═════ Given entries
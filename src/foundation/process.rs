use std::{
    path::Path,
    process::{Command, Stdio},
};

use anyhow::Context as _;

use crate::foundation::error::ReelResult;

/// `true` when `<program> -version` (or `--version`) runs successfully.
pub fn is_tool_on_path(program: &str) -> bool {
    ["-version", "--version"].iter().any(|flag| {
        Command::new(program)
            .arg(flag)
            .stdout(Stdio::null())
            .stderr(Stdio::null())
            .status()
            .map(|s| s.success())
            .unwrap_or(false)
    })
}

pub fn ensure_parent_dir(path: &Path) -> ReelResult<()> {
    if let Some(parent) = path.parent()
        && !parent.as_os_str().is_empty()
    {
        std::fs::create_dir_all(parent)
            .with_context(|| format!("failed to create directory '{}'", parent.display()))?;
    }
    Ok(())
}

/// Shell-ish rendering of a command for logs and dry runs.
pub fn display_command(cmd: &Command) -> String {
    let mut out = quote_arg(&cmd.get_program().to_string_lossy());
    for arg in cmd.get_args() {
        out.push(' ');
        out.push_str(&quote_arg(&arg.to_string_lossy()));
    }
    out
}

fn quote_arg(arg: &str) -> String {
    let plain = !arg.is_empty()
        && arg
            .chars()
            .all(|c| c.is_ascii_alphanumeric() || "-_./:=+,@%".contains(c));
    if plain {
        arg.to_string()
    } else {
        format!("'{}'", arg.replace('\'', r"'\''"))
    }
}

#[cfg(test)]
#[path = "../../tests/unit/foundation/process.rs"]
mod tests;
use std::{
    ffi::OsString,
    path::{Path, PathBuf},
    process::Command,
};

use crate::{
    acquire::{Acquire, ResolvedMedia, probe::probe_media},
    config::settings::OutputMode,
    foundation::{
        error::{ReelError, ReelResult},
        process::{display_command, ensure_parent_dir},
    },
};

/// Fetches sources with the system `yt-dlp` binary into a flat download area.
///
/// Files are keyed by display name + mode extension, so a second run (or a repeated request)
/// reuses what is already on disk. A `source_ref` that names an existing local file is used
/// in place and never counts as owned.
#[derive(Clone, Debug)]
pub struct YtDlpAcquirer {
    download_dir: PathBuf,
    mode: OutputMode,
    program: OsString,
}

impl YtDlpAcquirer {
    pub fn new(download_dir: impl Into<PathBuf>, mode: OutputMode) -> Self {
        Self {
            download_dir: download_dir.into(),
            mode,
            program: OsString::from("yt-dlp"),
        }
    }

    pub fn with_program(mut self, program: impl Into<OsString>) -> Self {
        self.program = program.into();
        self
    }

    pub fn target_path(&self, name: &str) -> PathBuf {
        self.download_dir
            .join(format!("{name}.{}", self.mode.extension()))
    }

    pub(crate) fn download_command(&self, name: &str, url: &str) -> Command {
        // yt-dlp expands `%(...)s` in the output template; a literal percent must be doubled.
        let template = self
            .download_dir
            .join(format!("{}.%(ext)s", name.replace('%', "%%")));

        let mut cmd = Command::new(&self.program);
        cmd.args(["--no-playlist", "--quiet", "--no-warnings", "--no-progress"]);
        match self.mode {
            OutputMode::Video => {
                cmd.args(["-f", "mp4"]);
            }
            OutputMode::Audio => {
                cmd.args([
                    "-f",
                    "bestaudio/best",
                    "-x",
                    "--audio-format",
                    "mp3",
                    "--audio-quality",
                    "0",
                ]);
            }
        }
        cmd.arg("-o").arg(template).arg("--").arg(url);
        cmd
    }

    fn download(&self, name: &str, url: &str, target: &Path) -> ReelResult<()> {
        ensure_parent_dir(target)?;
        let mut cmd = self.download_command(name, url);
        tracing::info!(name, "downloading");
        tracing::debug!(cmd = %display_command(&cmd));

        let out = cmd.output().map_err(|e| {
            ReelError::acquisition(format!(
                "failed to spawn yt-dlp (is it installed and on PATH?): {e}"
            ))
        })?;
        if !out.status.success() {
            return Err(ReelError::acquisition(format!(
                "yt-dlp exited with status {} for '{url}': {}",
                out.status,
                String::from_utf8_lossy(&out.stderr).trim()
            )));
        }
        if !target.is_file() {
            return Err(ReelError::acquisition(format!(
                "yt-dlp finished but '{}' was not produced",
                target.display()
            )));
        }
        tracing::info!(name, "downloaded");
        Ok(())
    }
}

impl Acquire for YtDlpAcquirer {
    fn resolve(&self, name: &str, source_ref: &str) -> ReelResult<ResolvedMedia> {
        let local = Path::new(source_ref);
        let (path, owned) = if local.is_file() {
            tracing::debug!(name, path = %local.display(), "using local source");
            (local.to_path_buf(), false)
        } else {
            let target = self.target_path(name);
            if target.is_file() {
                tracing::debug!(name, path = %target.display(), "already downloaded");
            } else {
                self.download(name, source_ref, &target)?;
            }
            (target, true)
        };

        let info = probe_media(&path, self.mode)?;
        Ok(ResolvedMedia {
            name: name.to_string(),
            path,
            duration_sec: info.duration_sec,
            dimensions: info.dimensions,
            owned,
        })
    }
}

#[cfg(test)]
#[path = "../../tests/unit/acquire/ytdlp.rs"]
mod tests;
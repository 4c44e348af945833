use std::path::PathBuf;

use super::*;
use crate::{
    config::settings::CountdownSettings,
    foundation::error::ErrorKind,
    intake::sheet::SongRequest,
    timeline::segment::EffectKind,
};

fn settings(mode: OutputMode) -> Settings {
    Settings {
        fade_duration_sec: 2.0,
        mode,
        countdown: CountdownSettings {
            url: "cd".to_string(),
            start_sec: 1.0,
            end_sec: Some(11.0),
            fade_duration_sec: 0.5,
            start_offset_sec: 0.0,
            end_offset_sec: 0.0,
        },
        mirror_marker: "yes".to_string(),
        download_jobs: 1,
    }
}

fn song(start: f64, end: f64, duration: f64, is_mirrored: bool) -> ResolvedSong {
    ResolvedSong {
        request: SongRequest {
            display_name: "Song - Band".to_string(),
            source_ref: "u".to_string(),
            start_sec: start,
            end_sec: end,
            is_mirrored,
        },
        media: ResolvedMedia {
            name: "Song - Band".to_string(),
            path: PathBuf::from("dl/Song - Band.mp4"),
            duration_sec: duration,
            dimensions: Some((1280, 720)),
            owned: true,
        },
    }
}

#[test]
fn pads_both_sides_by_fade_margin() {
    let w = padded_window(10.0, 20.0, 2.0, 100.0).unwrap();
    assert_eq!(w, TrimWindow { start_sec: 8.0, end_sec: 22.0 });
    assert_eq!(w.len_sec(), 14.0);
}

#[test]
fn start_is_clamped_at_zero() {
    let w = padded_window(1.0, 20.0, 2.0, 100.0).unwrap();
    assert_eq!(w.start_sec, 0.0);
}

#[test]
fn end_is_clamped_at_source_duration() {
    let w = padded_window(50.0, 100.0, 5.0, 102.0).unwrap();
    assert_eq!(w.end_sec, 102.0);
}

#[test]
fn window_outside_short_source_is_rejected() {
    let err = padded_window(5.0, 6.0, 0.0, 3.0).unwrap_err();
    assert_eq!(err.kind(), ErrorKind::InvalidTrimWindow);
}

#[test]
fn zero_margin_keeps_request_exactly() {
    let w = padded_window(3.0, 7.5, 0.0, 10.0).unwrap();
    assert_eq!(w, TrimWindow { start_sec: 3.0, end_sec: 7.5 });
}

#[test]
fn bumper_window_clamps_end_but_not_start() {
    assert_eq!(
        bumper_window(1.0, Some(30.0), 12.0).unwrap(),
        TrimWindow { start_sec: 1.0, end_sec: 12.0 }
    );
    assert_eq!(
        bumper_window(2.0, None, 9.0).unwrap(),
        TrimWindow { start_sec: 2.0, end_sec: 9.0 }
    );
    let err = bumper_window(10.0, Some(20.0), 8.0).unwrap_err();
    assert_eq!(err.kind(), ErrorKind::InvalidTrimWindow);
}

#[test]
fn video_effects_mirror_only_unmirrored_sources() {
    let flipped = select_effects(OutputMode::Video, 2.0, false);
    assert!(flipped.contains(&Effect::Mirror));
    let straight = select_effects(OutputMode::Video, 2.0, true);
    assert!(!straight.contains(&Effect::Mirror));

    for fx in [&flipped, &straight] {
        assert!(fx.contains(&Effect::FadeIn { duration_sec: 2.0 }));
        assert!(fx.contains(&Effect::FadeOut { duration_sec: 2.0 }));
        assert!(fx.contains(&Effect::AudioNormalize));
        assert!(fx.contains(&Effect::AudioFadeIn { duration_sec: 2.0 }));
        assert!(fx.contains(&Effect::AudioFadeOut { duration_sec: 2.0 }));
    }
}

#[test]
fn audio_only_never_touches_picture() {
    for is_mirrored in [true, false] {
        let fx = select_effects(OutputMode::Audio, 1.5, is_mirrored);
        assert_eq!(
            fx,
            vec![
                Effect::AudioNormalize,
                Effect::AudioFadeIn { duration_sec: 1.5 },
                Effect::AudioFadeOut { duration_sec: 1.5 },
            ]
        );
    }
}

#[test]
fn song_segment_uses_padded_window_and_request_flags() {
    let seg = trim_song(&song(10.0, 20.0, 100.0, false), &settings(OutputMode::Video)).unwrap();
    assert_eq!(seg.role, SegmentRole::Content);
    assert_eq!(seg.label, "Song - Band");
    assert_eq!(seg.trim, TrimWindow { start_sec: 8.0, end_sec: 22.0 });
    assert_eq!(seg.start_sec(), 0.0);
    assert!(seg.has_effect(EffectKind::Mirror));
    assert_eq!(seg.dimensions, Some((1280, 720)));
}

#[test]
fn song_too_short_for_request_fails() {
    let err = trim_song(&song(5.0, 6.0, 3.0, true), &settings(OutputMode::Audio)).unwrap_err();
    assert_eq!(err.kind(), ErrorKind::InvalidTrimWindow);
}

#[test]
fn bumper_segment_uses_countdown_fade_and_no_mirror() {
    let media = ResolvedMedia {
        name: "!countdown".to_string(),
        path: PathBuf::from("dl/!countdown.mp4"),
        duration_sec: 8.0,
        dimensions: Some((640, 360)),
        owned: true,
    };
    let seg = trim_bumper(&media, &settings(OutputMode::Video)).unwrap();
    assert!(seg.is_bumper());
    assert_eq!(seg.trim, TrimWindow { start_sec: 1.0, end_sec: 8.0 });
    assert!(!seg.has_effect(EffectKind::Mirror));
    assert!(seg.effects.contains(&Effect::FadeIn { duration_sec: 0.5 }));
    assert!(seg.effects.contains(&Effect::AudioFadeOut { duration_sec: 0.5 }));
}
══════════
Task instructions - For each line in the entries that contains the string "unit", make a copy.

Solution below -
#[path = "../../tests/unit/foundation/process.rs"]
#[path = "../../tests/unit/acquire/ytdlp.rs"]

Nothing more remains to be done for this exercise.